Terraform at Scale: Multi-Tenant Azure Deployment
Every multi-tenant Terraform project eventually hits the same wall. You start with a reasonable setup: a shared backend, one service principal, a handful of subscriptions. Then a new tenant gets added, then a second region, then someone needs production isolated from staging at the subscription level. The thing that made the original setup clean becomes the thing that makes it unmanageable.
The architecture I landed on after working through this problem treats each deployment as a unique cell in a four-dimensional matrix: tenant, region, environment, and concern layer. Every cell gets its own state file, its own backend, and its own OIDC credential. There's no shared state storage account. There's no credential that can cross subscription boundaries. The entire matrix is derived from a single YAML file.
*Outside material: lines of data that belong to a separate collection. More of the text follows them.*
//! # MOPAC .aux 文件解析器
//!
//! ## .aux 格式说明
//! ```text
//!  START OF MOPAC FILE
//! #################################
//!  HEAT_OF_FORMATION:KCAL/MOL=-0.57798D+02
//!  POINT_GROUP="C2v"
//!  ATOM_CHARGES[0003]=
//!  -0.61330  0.30665  0.30665
//!  END OF MOPAC FILE
//! ```
//!
//! 每条记录为 `KEY[:UNITS][[N]]=value`。标量写在同一行；数组可以从同一行开始，
//! 延续到下一条记录之前。Fortran 的 `D` 指数按 `E` 处理，单位被丢弃，
//! 键名中的 `.` 保留（如 `VIB._FREQ`）。
//!
//! ## 依赖关系
//! - 被 `commands/analyze.rs` 使用
//! - 使用 `models/results.rs`, `regex`

use crate::error::{MopacStepError, Result};
use crate::models::{ResultMapping, ResultValue};

use regex::Regex;
use std::fs;
use std::path::Path;
use std::sync::OnceLock;

fn record_pattern() -> &'static Regex {
    static PATTERN: OnceLock<Regex> = OnceLock::new();
    PATTERN.get_or_init(|| {
        Regex::new(r"^\s*([A-Z][A-Z0-9_.+\-]*)(?::([^=\[]*))?(?:\[(\d+)\])?\s*=(.*)$")
            .expect("valid aux record regex")
    })
}

/// 解析 .aux 文件
pub fn parse_aux_file(path: &Path) -> Result<ResultMapping> {
    let content = fs::read_to_string(path).map_err(|e| MopacStepError::FileReadError {
        path: path.display().to_string(),
        source: e,
    })?;

    parse_aux_content(&content, &path.display().to_string())
}

/// 一条尚未转换的记录
struct Record {
    key: String,
    is_array: bool,
    tokens: Vec<String>,
    quoted: Option<String>,
}

/// 从字符串内容解析 .aux 格式
pub fn parse_aux_content(content: &str, name: &str) -> Result<ResultMapping> {
    let mut records: Vec<Record> = Vec::new();

    for line in content.lines() {
        let trimmed = line.trim();
        if trimmed.is_empty()
            || trimmed.starts_with('#')
            || trimmed.starts_with("START OF MOPAC")
            || trimmed.starts_with("END OF MOPAC")
        {
            continue;
        }

        if let Some(caps) = record_pattern().captures(line) {
            let value = caps[4].trim();
            let quoted = value
                .strip_prefix('"')
                .map(|v| v.trim_end_matches('"').to_string());
            records.push(Record {
                key: caps[1].to_string(),
                is_array: caps.get(3).is_some(),
                tokens: if quoted.is_some() {
                    Vec::new()
                } else {
                    value.split_whitespace().map(str::to_string).collect()
                },
                quoted,
            });
        } else if let Some(record) = records.last_mut() {
            if record.quoted.is_none() {
                record
                    .tokens
                    .extend(trimmed.split_whitespace().map(str::to_string));
            }
        }
    }

    if records.is_empty() {
        return Err(MopacStepError::ParseError {
            format: "aux".to_string(),
            path: name.to_string(),
            reason: "No MOPAC results found".to_string(),
        });
    }

    let mut data = ResultMapping::new();
    for record in records {
        let value = match record.quoted {
            Some(text) => ResultValue::Text(text),
            None if record.is_array => array_value(&record.tokens),
            None => scalar_value(&record.tokens),
        };
        data.insert(record.key, value);
    }
    Ok(data)
}

/// Fortran 风格数字，如 `-0.57798D+02`
fn parse_number(token: &str) -> Option<f64> {
    token.replace(['D', 'd'], "E").parse().ok()
}

fn scalar_value(tokens: &[String]) -> ResultValue {
    match tokens {
        [single] => {
            if let Ok(i) = single.parse::<i64>() {
                ResultValue::Integer(i)
            } else if let Some(x) = parse_number(single) {
                ResultValue::Float(x)
            } else {
                ResultValue::Text(single.clone())
            }
        }
        _ => array_value(tokens),
    }
}

fn array_value(tokens: &[String]) -> ResultValue {
    if let Some(ints) = tokens
        .iter()
        .map(|t| t.parse::<i64>().ok())
        .collect::<Option<Vec<_>>>()
    {
        return ResultValue::IntegerArray(ints);
    }
    if let Some(floats) = tokens
        .iter()
        .map(|t| parse_number(t))
        .collect::<Option<Vec<_>>>()
    {
        return ResultValue::FloatArray(floats);
    }
    ResultValue::TextArray(tokens.to_vec())
}

#[cfg(test)]
mod tests {
    use super::*;

    const SAMPLE: &str = r#" START OF MOPAC FILE
####################################
#       Start of Input data        #
####################################
 AUX_VERSION=1
 MOPAC_VERSION="MOPAC2016"
 HEAT_OF_FORMATION:KCAL/MOL=-0.57798D+02
 POINT_GROUP="C2v"
 ATOM_EL[3]=
   O  H  H
 ATOM_CHARGES[00003]=
  -0.61330  0.30665
   0.30665
 AO_ATOMINDEX[6]= 1 1 1 1 2 3
 VIB._FREQ:1/CM[3]= 1.5D+03 3.6D+03
  3.7D+03
 CPU_TIME:SECONDS[1]= 0.05
 END OF MOPAC FILE
"#;

    #[test]
    fn test_parse_sample() {
        let data = parse_aux_content(SAMPLE, "sample").unwrap();

        assert_eq!(data.get("AUX_VERSION"), Some(&ResultValue::Integer(1)));
        assert_eq!(data.text("MOPAC_VERSION"), Some("MOPAC2016"));
        assert_eq!(data.text("POINT_GROUP"), Some("C2v"));
        assert!((data.float("HEAT_OF_FORMATION").unwrap() + 57.798).abs() < 1e-9);
        assert_eq!(
            data.texts("ATOM_EL").unwrap(),
            vec!["O".to_string(), "H".to_string(), "H".to_string()]
        );
        assert_eq!(
            data.floats("ATOM_CHARGES").unwrap(),
            vec![-0.61330, 0.30665, 0.30665]
        );
        assert_eq!(data.integers("AO_ATOMINDEX").unwrap(), vec![1, 1, 1, 1, 2, 3]);
        assert_eq!(data.floats("VIB._FREQ").unwrap(), vec![1500.0, 3600.0, 3700.0]);
        assert_eq!(data.float("CPU_TIME"), Some(0.05));
    }

    #[test]
    fn test_banner_only_is_error() {
        let err = parse_aux_content(" START OF MOPAC FILE\n####\n", "empty").unwrap_err();
        assert!(matches!(err, MopacStepError::ParseError { .. }));
    }
}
The failure modes I was trying to avoid
Before getting into the design, the table below captures the naive approaches I've either tried or inherited, and what breaks in each one:
| Approach | What breaks |
|---|---|
| Shared state storage account | One credential can read all state across all tenants |
| Shared provider block | Wrong subscription gets targeted, blast radius is total |
| Per-env GitHub secrets | Doesn't scale past 20 subscriptions, no per-region isolation |
| Terraform workspaces | State is still in the same backend file, provider is still shared |
| Deep nested folder structure | Requires cd into hundreds of dirs, CI complexity explodes |
Core design axioms
These aren't guidelines. They're constraints the architecture enforces structurally:
1. One state file per concern per subscription — never shared
2. Backend storage lives INSIDE the target subscription — not centrally
3. Provider credentials are injected at CI time — never hardcoded
4. OIDC only — no stored secrets, no client secrets, no SPN passwords
5. subscriptions.yaml is the single source of truth — CI derives everything from it
6. Cross-concern output sharing via Key Vault — not terraform_remote_state
The four-dimensional matrix
Every deployment unit is a unique cell in this matrix. Each cell is one Terraform root, one state file, and one OIDC credential.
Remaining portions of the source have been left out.